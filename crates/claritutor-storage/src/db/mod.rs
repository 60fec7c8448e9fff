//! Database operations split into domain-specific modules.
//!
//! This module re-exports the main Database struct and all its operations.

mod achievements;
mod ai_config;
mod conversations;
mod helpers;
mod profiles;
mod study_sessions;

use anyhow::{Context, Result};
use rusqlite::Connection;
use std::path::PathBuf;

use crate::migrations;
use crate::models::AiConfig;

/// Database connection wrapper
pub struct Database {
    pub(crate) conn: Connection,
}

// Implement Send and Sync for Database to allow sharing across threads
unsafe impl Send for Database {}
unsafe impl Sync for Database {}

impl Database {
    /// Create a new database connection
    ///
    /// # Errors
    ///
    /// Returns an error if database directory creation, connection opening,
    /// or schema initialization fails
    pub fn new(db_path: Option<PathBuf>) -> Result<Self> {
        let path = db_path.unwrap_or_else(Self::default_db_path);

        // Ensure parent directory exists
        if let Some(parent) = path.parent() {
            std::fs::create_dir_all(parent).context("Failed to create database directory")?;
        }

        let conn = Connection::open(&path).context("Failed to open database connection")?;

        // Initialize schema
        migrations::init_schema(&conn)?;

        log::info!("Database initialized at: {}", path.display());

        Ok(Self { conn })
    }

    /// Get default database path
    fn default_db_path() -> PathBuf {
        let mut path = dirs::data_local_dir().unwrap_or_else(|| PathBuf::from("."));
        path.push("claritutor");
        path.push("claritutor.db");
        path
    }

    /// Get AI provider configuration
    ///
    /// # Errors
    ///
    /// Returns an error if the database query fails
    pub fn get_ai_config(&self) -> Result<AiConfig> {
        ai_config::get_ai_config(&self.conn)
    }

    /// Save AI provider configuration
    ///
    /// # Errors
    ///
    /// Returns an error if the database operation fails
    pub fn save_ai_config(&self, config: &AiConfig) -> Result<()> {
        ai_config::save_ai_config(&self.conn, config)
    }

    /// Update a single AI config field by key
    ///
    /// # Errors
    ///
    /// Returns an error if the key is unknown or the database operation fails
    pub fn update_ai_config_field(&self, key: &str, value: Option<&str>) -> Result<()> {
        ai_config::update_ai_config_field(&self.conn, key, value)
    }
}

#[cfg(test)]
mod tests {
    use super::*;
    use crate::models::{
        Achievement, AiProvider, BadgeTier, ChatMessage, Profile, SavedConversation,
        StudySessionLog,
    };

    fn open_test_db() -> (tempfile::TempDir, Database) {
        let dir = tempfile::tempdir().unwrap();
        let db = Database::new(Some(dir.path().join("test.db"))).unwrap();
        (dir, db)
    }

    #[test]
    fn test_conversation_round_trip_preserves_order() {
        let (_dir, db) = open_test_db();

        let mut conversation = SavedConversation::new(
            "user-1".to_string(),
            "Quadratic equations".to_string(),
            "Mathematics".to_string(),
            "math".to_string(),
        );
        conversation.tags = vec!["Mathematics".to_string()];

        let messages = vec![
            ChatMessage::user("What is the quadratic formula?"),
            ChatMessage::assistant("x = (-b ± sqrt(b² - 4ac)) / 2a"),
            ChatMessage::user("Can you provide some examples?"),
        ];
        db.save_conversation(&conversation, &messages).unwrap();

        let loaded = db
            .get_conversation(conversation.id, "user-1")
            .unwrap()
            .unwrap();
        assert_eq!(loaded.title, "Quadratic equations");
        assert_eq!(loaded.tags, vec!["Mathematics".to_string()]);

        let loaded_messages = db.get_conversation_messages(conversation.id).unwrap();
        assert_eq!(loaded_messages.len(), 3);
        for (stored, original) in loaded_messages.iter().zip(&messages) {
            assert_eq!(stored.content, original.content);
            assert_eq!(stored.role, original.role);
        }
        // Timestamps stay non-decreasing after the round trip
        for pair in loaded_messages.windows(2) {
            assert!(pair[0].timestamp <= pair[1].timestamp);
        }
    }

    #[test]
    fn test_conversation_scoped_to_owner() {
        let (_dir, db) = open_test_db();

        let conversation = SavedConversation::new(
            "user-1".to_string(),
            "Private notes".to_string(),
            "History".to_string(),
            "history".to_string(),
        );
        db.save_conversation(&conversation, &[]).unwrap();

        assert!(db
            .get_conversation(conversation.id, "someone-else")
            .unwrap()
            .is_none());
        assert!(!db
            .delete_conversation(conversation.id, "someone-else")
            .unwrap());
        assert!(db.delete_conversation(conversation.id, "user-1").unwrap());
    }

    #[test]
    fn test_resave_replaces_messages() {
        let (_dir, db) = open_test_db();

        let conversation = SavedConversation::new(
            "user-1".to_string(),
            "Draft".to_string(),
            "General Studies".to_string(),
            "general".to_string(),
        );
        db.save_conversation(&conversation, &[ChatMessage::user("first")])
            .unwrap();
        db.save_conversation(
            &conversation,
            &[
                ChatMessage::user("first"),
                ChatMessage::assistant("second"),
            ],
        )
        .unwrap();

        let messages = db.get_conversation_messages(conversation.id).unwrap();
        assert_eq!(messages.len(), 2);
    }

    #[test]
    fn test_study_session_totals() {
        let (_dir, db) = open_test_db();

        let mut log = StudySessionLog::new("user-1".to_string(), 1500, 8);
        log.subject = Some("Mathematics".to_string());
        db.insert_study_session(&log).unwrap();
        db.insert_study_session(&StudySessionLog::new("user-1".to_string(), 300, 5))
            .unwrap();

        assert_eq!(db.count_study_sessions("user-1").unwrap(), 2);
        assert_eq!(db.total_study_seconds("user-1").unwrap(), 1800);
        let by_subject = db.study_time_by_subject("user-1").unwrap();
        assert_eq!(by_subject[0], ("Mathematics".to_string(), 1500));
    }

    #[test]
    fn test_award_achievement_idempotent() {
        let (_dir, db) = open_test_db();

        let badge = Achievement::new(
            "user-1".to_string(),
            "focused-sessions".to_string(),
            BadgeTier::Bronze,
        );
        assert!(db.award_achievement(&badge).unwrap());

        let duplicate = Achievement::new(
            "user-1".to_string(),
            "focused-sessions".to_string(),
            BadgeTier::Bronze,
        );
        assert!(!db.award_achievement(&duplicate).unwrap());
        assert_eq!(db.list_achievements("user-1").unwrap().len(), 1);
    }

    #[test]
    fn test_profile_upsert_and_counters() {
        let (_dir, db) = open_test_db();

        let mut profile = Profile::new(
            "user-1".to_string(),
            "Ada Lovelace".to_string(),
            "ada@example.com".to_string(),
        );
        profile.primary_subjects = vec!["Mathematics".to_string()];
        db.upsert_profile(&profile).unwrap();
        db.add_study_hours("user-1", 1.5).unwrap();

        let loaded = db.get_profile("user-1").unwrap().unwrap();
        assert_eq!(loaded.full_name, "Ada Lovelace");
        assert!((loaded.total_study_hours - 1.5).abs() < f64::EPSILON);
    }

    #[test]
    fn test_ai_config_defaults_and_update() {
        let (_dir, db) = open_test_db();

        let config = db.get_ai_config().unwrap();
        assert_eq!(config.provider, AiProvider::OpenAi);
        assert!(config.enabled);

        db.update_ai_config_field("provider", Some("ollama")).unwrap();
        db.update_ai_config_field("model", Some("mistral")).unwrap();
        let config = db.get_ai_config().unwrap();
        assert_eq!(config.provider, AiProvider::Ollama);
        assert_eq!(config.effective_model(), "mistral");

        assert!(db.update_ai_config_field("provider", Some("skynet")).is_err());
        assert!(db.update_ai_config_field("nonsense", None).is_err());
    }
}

--

# [What you should do]
Repeat the listing. Keep each line precisely as shown.

# [Written solution]
filename crates/claritutor-storage/src/db/mod.rs
repository 60fec7c8448e9fff
//! Database operations split into domain-specific modules.
//!
//! This module re-exports the main Database struct and all its operations.

mod achievements;
mod ai_config;
mod conversations;
mod helpers;
mod profiles;
mod study_sessions;

use anyhow::{Context, Result};
use rusqlite::Connection;
use std::path::PathBuf;

use crate::migrations;
use crate::models::AiConfig;

/// Database connection wrapper
pub struct Database {
    pub(crate) conn: Connection,
}

// Implement Send and Sync for Database to allow sharing across threads
unsafe impl Send for Database {}
unsafe impl Sync for Database {}

impl Database {
    /// Create a new database connection
    ///
    /// # Errors
    ///
    /// Returns an error if database directory creation, connection opening,
    /// or schema initialization fails
    pub fn new(db_path: Option<PathBuf>) -> Result<Self> {
        let path = db_path.unwrap_or_else(Self::default_db_path);

        // Ensure parent directory exists
        if let Some(parent) = path.parent() {
            std::fs::create_dir_all(parent).context("Failed to create database directory")?;
        }

        let conn = Connection::open(&path).context("Failed to open database connection")?;

        // Initialize schema
        migrations::init_schema(&conn)?;

        log::info!("Database initialized at: {}", path.display());

        Ok(Self { conn })
    }

    /// Get default database path
    fn default_db_path() -> PathBuf {
        let mut path = dirs::data_local_dir().unwrap_or_else(|| PathBuf::from("."));
        path.push("claritutor");
        path.push("claritutor.db");
        path
    }

    /// Get AI provider configuration
    ///
    /// # Errors
    ///
    /// Returns an error if the database query fails
    pub fn get_ai_config(&self) -> Result<AiConfig> {
        ai_config::get_ai_config(&self.conn)
    }

    /// Save AI provider configuration
    ///
    /// # Errors
    ///
    /// Returns an error if the database operation fails
    pub fn save_ai_config(&self, config: &AiConfig) -> Result<()> {
        ai_config::save_ai_config(&self.conn, config)
    }

    /// Update a single AI config field by key
    ///
    /// # Errors
    ///
    /// Returns an error if the key is unknown or the database operation fails
    pub fn update_ai_config_field(&self, key: &str, value: Option<&str>) -> Result<()> {
        ai_config::update_ai_config_field(&self.conn, key, value)
    }
}

#[cfg(test)]
mod tests {
    use super::*;
    use crate::models::{
        Achievement, AiProvider, BadgeTier, ChatMessage, Profile, SavedConversation,
        StudySessionLog,
    };

    fn open_test_db() -> (tempfile::TempDir, Database) {
        let dir = tempfile::tempdir().unwrap();
        let db = Database::new(Some(dir.path().join("test.db"))).unwrap();
        (dir, db)
    }

    #[test]
    fn test_conversation_round_trip_preserves_order() {
        let (_dir, db) = open_test_db();

        let mut conversation = SavedConversation::new(
            "user-1".to_string(),
            "Quadratic equations".to_string(),
            "Mathematics".to_string(),
            "math".to_string(),
        );
        conversation.tags = vec!["Mathematics".to_string()];

        let messages = vec![
            ChatMessage::user("What is the quadratic formula?"),
            ChatMessage::assistant("x = (-b ± sqrt(b² - 4ac)) / 2a"),
            ChatMessage::user("Can you provide some examples?"),
        ];
        db.save_conversation(&conversation, &messages).unwrap();

        let loaded = db
            .get_conversation(conversation.id, "user-1")
            .unwrap()
            .unwrap();
        assert_eq!(loaded.title, "Quadratic equations");
        assert_eq!(loaded.tags, vec!["Mathematics".to_string()]);

        let loaded_messages = db.get_conversation_messages(conversation.id).unwrap();
        assert_eq!(loaded_messages.len(), 3);
        for (stored, original) in loaded_messages.iter().zip(&messages) {
            assert_eq!(stored.content, original.content);
            assert_eq!(stored.role, original.role);
        }
        // Timestamps stay non-decreasing after the round trip
        for pair in loaded_messages.windows(2) {
            assert!(pair[0].timestamp <= pair[1].timestamp);
        }
    }

    #[test]
    fn test_conversation_scoped_to_owner() {
        let (_dir, db) = open_test_db();

        let conversation = SavedConversation::new(
            "user-1".to_string(),
            "Private notes".to_string(),
            "History".to_string(),
            "history".to_string(),
        );
        db.save_conversation(&conversation, &[]).unwrap();

        assert!(db
            .get_conversation(conversation.id, "someone-else")
            .unwrap()
            .is_none());
        assert!(!db
            .delete_conversation(conversation.id, "someone-else")
            .unwrap());
        assert!(db.delete_conversation(conversation.id, "user-1").unwrap());
    }

    #[test]
    fn test_resave_replaces_messages() {
        let (_dir, db) = open_test_db();

        let conversation = SavedConversation::new(
            "user-1".to_string(),
            "Draft".to_string(),
            "General Studies".to_string(),
            "general".to_string(),
        );
        db.save_conversation(&conversation, &[ChatMessage::user("first")])
            .unwrap();
        db.save_conversation(
            &conversation,
            &[
                ChatMessage::user("first"),
                ChatMessage::assistant("second"),
            ],
        )
        .unwrap();

        let messages = db.get_conversation_messages(conversation.id).unwrap();
        assert_eq!(messages.len(), 2);
    }

    #[test]
    fn test_study_session_totals() {
        let (_dir, db) = open_test_db();

        let mut log = StudySessionLog::new("user-1".to_string(), 1500, 8);
        log.subject = Some("Mathematics".to_string());
        db.insert_study_session(&log).unwrap();
        db.insert_study_session(&StudySessionLog::new("user-1".to_string(), 300, 5))
            .unwrap();

        assert_eq!(db.count_study_sessions("user-1").unwrap(), 2);
        assert_eq!(db.total_study_seconds("user-1").unwrap(), 1800);
        let by_subject = db.study_time_by_subject("user-1").unwrap();
        assert_eq!(by_subject[0], ("Mathematics".to_string(), 1500));
    }

    #[test]
    fn test_award_achievement_idempotent() {
        let (_dir, db) = open_test_db();

        let badge = Achievement::new(
            "user-1".to_string(),
            "focused-sessions".to_string(),
            BadgeTier::Bronze,
        );
        assert!(db.award_achievement(&badge).unwrap());

        let duplicate = Achievement::new(
            "user-1".to_string(),
            "focused-sessions".to_string(),
            BadgeTier::Bronze,
        );
        assert!(!db.award_achievement(&duplicate).unwrap());
        assert_eq!(db.list_achievements("user-1").unwrap().len(), 1);
    }

    #[test]
    fn test_profile_upsert_and_counters() {
        let (_dir, db) = open_test_db();

        let mut profile = Profile::new(
            "user-1".to_string(),
            "Ada Lovelace".to_string(),
            "ada@example.com".to_string(),
        );
        profile.primary_subjects = vec!["Mathematics".to_string()];
        db.upsert_profile(&profile).unwrap();
        db.add_study_hours("user-1", 1.5).unwrap();

        let loaded = db.get_profile("user-1").unwrap().unwrap();
        assert_eq!(loaded.full_name, "Ada Lovelace");
        assert!((loaded.total_study_hours - 1.5).abs() < f64::EPSILON);
    }

    #[test]
    fn test_ai_config_defaults_and_update() {
        let (_dir, db) = open_test_db();

        let config = db.get_ai_config().unwrap();
        assert_eq!(config.provider, AiProvider::OpenAi);
        assert!(config.enabled);

        db.update_ai_config_field("provider", Some("ollama")).unwrap();
        db.update_ai_config_field("model", Some("mistral")).unwrap();
        let config = db.get_ai_config().unwrap();
        assert_eq!(config.provider, AiProvider::Ollama);
        assert_eq!(config.effective_model(), "mistral");

        assert!(db.update_ai_config_field("provider", Some("skynet")).is_err());
        assert!(db.update_ai_config_field("nonsense", None).is_err());
    }
}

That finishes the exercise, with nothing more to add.